Is 1.5°C better or worse than 2°C warming in terms of agricultural impacts? We don’t know!

January 3rd, 2019 | Download as PDF
Is 1.5°C better or worse than 2°C warming in terms of agricultural impacts? We don’t know!

Photo: Jan Fidler, www.flickr.com

The Paris Agreement aims at limiting global mean warming to well below 2°C, and possibly to 1.5°C. The importance of this difference of 0.5°C has been stressed recently by the IPCC. Achieving the 1.5°C limit would significantly reduce the risks and impacts of climate change, compared with 2°C let alone a further increase beyond these limits.

The impact of achieving these goals, and the meaning of the difference between 2°C and 1.5°C in terms of impacts, have been studied and are being studied for different sectors that are impacted by climate change. One of them is agriculture.
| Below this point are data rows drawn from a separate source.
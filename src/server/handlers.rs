use actix_web::{web, HttpRequest, HttpResponse};

use super::AppState;
use crate::{
    error::GenError,
    models::{
        ErrorBody, GenerateBlogRequest, GenerateImageRequest, GenerateImageResult,
        GenerateTextRequest, GenerateTextResult, HealthReport,
    },
};

/// Logs one line per failed request and hands the error back for rendering.
fn report(route: &str, err: GenError) -> GenError {
    match (err.provider(), err.log_detail()) {
        (Some(provider), Some(detail)) => log::error!(
            "{} failed [{} {} {}]: {}: {}",
            route,
            provider,
            err.status_code(),
            err.kind(),
            err,
            detail
        ),
        (Some(provider), None) => log::error!(
            "{} failed [{} {} {}]: {}",
            route,
            provider,
            err.status_code(),
            err.kind(),
            err
        ),
        (None, _) => log::warn!("{} rejected [{}]: {}", route, err.kind(), err),
    }
    err
}

pub async fn generate_text(
    state: web::Data<AppState>,
    body: web::Json<GenerateTextRequest>,
) -> Result<HttpResponse, GenError> {
    let prompt = body.prompt().map_err(|e| report("/generate", e))?;
    let response = state
        .client
        .generate_text(prompt)
        .await
        .map_err(|e| report("/generate", e))?;

    Ok(HttpResponse::Ok().json(GenerateTextResult { response }))
}

pub async fn generate_image(
    state: web::Data<AppState>,
    body: web::Json<GenerateImageRequest>,
) -> Result<HttpResponse, GenError> {
    let prompt = body.prompt().map_err(|e| report("/generate-image", e))?;
    let image_url = state
        .client
        .generate_image(prompt)
        .await
        .map_err(|e| report("/generate-image", e))?;

    Ok(HttpResponse::Ok().json(GenerateImageResult { image_url }))
}

pub async fn generate_blog(
    state: web::Data<AppState>,
    body: web::Json<GenerateBlogRequest>,
) -> Result<HttpResponse, GenError> {
    let params = body.validate().map_err(|e| report("/generate-blog", e))?;
    let article = state
        .client
        .generate_blog(&params)
        .await
        .map_err(|e| report("/generate-blog", e))?;

    Ok(HttpResponse::Ok().json(article))
}

pub async fn health(state: web::Data<AppState>) -> HttpResponse {
    HttpResponse::Ok().json(HealthReport {
        status: "ok".to_string(),
        text_provider: state.client.text().name().to_string(),
        image_provider: state.client.image().name().to_string(),
        schema_misses: state.client.schema_misses(),
    })
}

pub async fn api_not_found(req: HttpRequest) -> HttpResponse {
    HttpResponse::NotFound().json(ErrorBody {
        error: format!("No API route for {} {}", req.method(), req.path()),
        details: None,
    })
}
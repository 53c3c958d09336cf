use quillforge::{logger, server, Config};

#[actix_web::main]
async fn main() -> Result<(), Box<dyn std::error::Error>> {
    let dotenv_loaded = dotenv::dotenv().is_ok();

    logger::init_with_config(logger::LoggerConfig::from_env())?;

    if dotenv_loaded {
        log::info!("✅ .env file loaded successfully");
    } else {
        log::warn!("⚠️  No .env file found, using system environment variables");
    }

    let config = Config::from_env();
    logger::log_startup_info(
        env!("CARGO_PKG_NAME"),
        env!("CARGO_PKG_VERSION"),
        config.host(),
        config.port(),
    );
    logger::log_config_info(&config);

    if let Err(e) = server::run(config).await {
        log::error!("❌ {}", e);
        return Err(e.into());
    }

    Ok(())
}
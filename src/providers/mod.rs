pub mod image_client;
pub mod text_client;

use crate::{
    config::{Config, ImageProviderKind, TextProviderKind},
    error::{GenError, Result, UpstreamError},
    logger,
    models::{
        to_data_uri, ArticleStructure, BlogArticle, BlogParams, IMAGE_SPEC, NO_RESPONSE_FALLBACK,
    },
};
use async_trait::async_trait;
use reqwest::Client;
use serde_json::Value;
use std::sync::{
    atomic::{AtomicU64, Ordering},
    Arc,
};

pub use image_client::{HuggingFaceImageProvider, StabilityImageProvider};
pub use text_client::{GeminiTextProvider, OpenAiTextProvider};

#[async_trait]
pub trait TextProvider: Send + Sync {
    fn name(&self) -> &'static str;

    /// Sends the prompt as a single user message. `Ok(None)` means the provider
    /// answered but the completion text was not where it was expected.
    async fn complete(&self, prompt: &str) -> std::result::Result<Option<String>, UpstreamError>;
}

#[async_trait]
pub trait ImageProvider: Send + Sync {
    fn name(&self) -> &'static str;

    /// Returns the raw bytes of a 1024x1024 jpeg.
    async fn render(&self, prompt: &str) -> std::result::Result<Vec<u8>, UpstreamError>;
}

/// Reads a non-2xx response into an error, keeping the payload as JSON when it parses.
pub(crate) async fn read_failure(
    provider: &'static str,
    response: reqwest::Response,
) -> UpstreamError {
    let status = response.status().as_u16();
    let body = match response.bytes().await {
        Ok(bytes) => serde_json::from_slice(&bytes)
            .unwrap_or_else(|_| Value::String(String::from_utf8_lossy(&bytes).into_owned())),
        Err(e) => {
            log::debug!("Failed to read {} error body: {}", provider, e);
            Value::Null
        }
    };
    UpstreamError::Status {
        provider,
        status,
        body,
    }
}

#[derive(Clone)]
pub struct GenerationClient {
    text_provider: Arc<dyn TextProvider>,
    image_provider: Arc<dyn ImageProvider>,
    schema_misses: Arc<AtomicU64>,
}

impl GenerationClient {
    pub fn new(
        text_provider: Arc<dyn TextProvider>,
        image_provider: Arc<dyn ImageProvider>,
    ) -> Self {
        Self {
            text_provider,
            image_provider,
            schema_misses: Arc::new(AtomicU64::new(0)),
        }
    }

    /// Builds the providers selected by `config` around one shared HTTP client.
    pub fn from_config(config: &Config) -> Result<Self> {
        let http = Client::builder()
            .user_agent(concat!(env!("CARGO_PKG_NAME"), "/", env!("CARGO_PKG_VERSION")))
            .build()
            .map_err(|e| GenError::ConfigError(format!("HTTP client: {}", e)))?;

        let text_provider: Arc<dyn TextProvider> = match config.text_provider {
            TextProviderKind::Gemini => {
                Arc::new(GeminiTextProvider::new(http.clone(), config.gemini.clone()))
            }
            TextProviderKind::OpenAi => {
                Arc::new(OpenAiTextProvider::new(http.clone(), config.openai.clone()))
            }
        };

        let image_provider: Arc<dyn ImageProvider> = match config.image_provider {
            ImageProviderKind::Stability => Arc::new(StabilityImageProvider::new(
                http.clone(),
                config.stability.clone(),
            )),
            ImageProviderKind::HuggingFace => Arc::new(HuggingFaceImageProvider::new(
                http,
                config.huggingface.clone(),
            )),
        };

        Ok(Self::new(text_provider, image_provider))
    }

    pub fn text(&self) -> &dyn TextProvider {
        self.text_provider.as_ref()
    }

    pub fn image(&self) -> &dyn ImageProvider {
        self.image_provider.as_ref()
    }

    /// Number of successful text responses that lacked the expected field.
    pub fn schema_misses(&self) -> u64 {
        self.schema_misses.load(Ordering::Relaxed)
    }

    pub async fn generate_text(&self, prompt: &str) -> Result<String> {
        let provider = self.text_provider.name();
        let completion = {
            let _timer = logger::timer(&format!("{} text generation", provider));
            self.text_provider.complete(prompt).await
        };

        match completion {
            Ok(Some(text)) => Ok(text),
            Ok(None) => {
                let total = self.schema_misses.fetch_add(1, Ordering::Relaxed) + 1;
                log::warn!(
                    "{} response had no completion text, substituting fallback (schema misses: {})",
                    provider,
                    total
                );
                Ok(NO_RESPONSE_FALLBACK.to_string())
            }
            Err(e) => Err(e.into()),
        }
    }

    /// Generates an image and returns it inlined as a jpeg data URI.
    pub async fn generate_image(&self, prompt: &str) -> Result<String> {
        let provider = self.image_provider.name();
        let rendered = {
            let _timer = logger::timer(&format!("{} image generation", provider));
            self.image_provider.render(prompt).await
        };

        let bytes = rendered?;
        Ok(to_data_uri(IMAGE_SPEC.mime_type, &bytes))
    }

    /// Two sequential text generations: an outline as JSON, then the article body.
    pub async fn generate_blog(&self, params: &BlogParams) -> Result<BlogArticle> {
        let reply = self.generate_text(&params.structure_prompt()).await?;
        let structure = ArticleStructure::parse(&reply).map_err(|e| {
            log::debug!("Structure reply was: {}", reply);
            e
        })?;

        if structure.subheadings.len() != params.subheadings_count as usize {
            log::warn!(
                "Requested {} subheadings, structure has {}",
                params.subheadings_count,
                structure.subheadings.len()
            );
        }

        let content = self
            .generate_text(&params.article_prompt(&structure))
            .await?;

        Ok(BlogArticle {
            title: structure.title,
            content,
        })
    }
}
Climate, biophysical, and economic effects

Agriculture is affected by climate change in different ways. First, there is an impact of changes in temperature and precipitation. Second, crops respond to increasing levels of CO2 in the atmosphere in different ways, where in general a higher concentration of CO2 has a ‘fertilizing effect’ on crops. And there are additional impacts, including extreme heat, flood events, pests and disease, and ozone damages, which would be increasingly important at higher levels of climate change.

In addition to these climate and biophysical effects there is economics: the economic response where agricultural production is stimulated in regions that are relatively well-off, and trade flows of imports and exports change between these regions and regions with significant crop yield declines. Trade responsiveness will influence the difference in agricultural impacts between 2°C and 1.5°C global warming, and therefore must be included in an assessment on the benefits of achieving the Paris Agreement targets for global food production. This was done in a recent study on the combined effects of higher temperatures, higher atmospheric CO2 levels and trade effects. Focus was on seven crop types: temperate corn, soybean, wheat, sugarcane, cotton, tropical corn, and tropical soybean.

No clear difference between 2°C and 1.5°C

In this global study, the scientists concluded they were unable to distinguish the regional agricultural impacts occurring with 1.5°C warming from those occurring with 2°C warming. The uncertainties in the contributing impacts of climate, CO2 and trade, and how they counteract or reinforce one another are simply too large. Especially the uncertainty in the effect of CO2 fertilization on crop yield dominates the results. Without these effects, the agricultural sector is generally worse off in the 2°C scenario than in the 1.5°C scenario, but the associated higher CO2 levels may increase yields through its fertilizing effect. As a result, due to the CO2 fertilization effects on crop yield, economic impacts may be worse in the 1.5°C scenario than they are in the 2°C scenario.

Thus, when all of these uncertainties are included, it cannot be concluded whether 1.5°C is better or worse than 2°C warming in terms of global agricultural impacts.